//! Co-author trailer extraction.

use std::sync::LazyLock;

use logsmith_commit::Author;
use regex::Regex;

static CO_AUTHORED_BY_RE: LazyLock<Regex> = LazyLock::new(|| {
    Regex::new(
        r"(?im)co-authored-by:[ \t]*(?P<name>[^<\r\n]*?)[ \t]*(?:<(?P<email>[^>\r\n]*)>|[ \t\r]*$)",
    )
    .expect("invalid regex")
});

/// Extracts `Co-authored-by: Name <email>` trailers, in body order.
///
/// The label is case-insensitive and the email part is optional. Text after
/// the closing `>` is ignored.
pub fn extract_co_authors(body: &str) -> Vec<Author> {
    CO_AUTHORED_BY_RE
        .captures_iter(body)
        .filter_map(|captures| {
            let name = captures.name("name").map_or("", |m| m.as_str().trim());
            let email = captures.name("email").map_or("", |m| m.as_str().trim());
            if name.is_empty() && email.is_empty() {
                return None;
            }
            Some(Author::new(name, email))
        })
        .collect()
}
════
### Problem description
Each line in the data that holds the string "body" needs to be copied.

### Response below
/// Extracts `Co-authored-by: Name <email>` trailers, in body order.
pub fn extract_co_authors(body: &str) -> Vec<Author> {
        .captures_iter(body)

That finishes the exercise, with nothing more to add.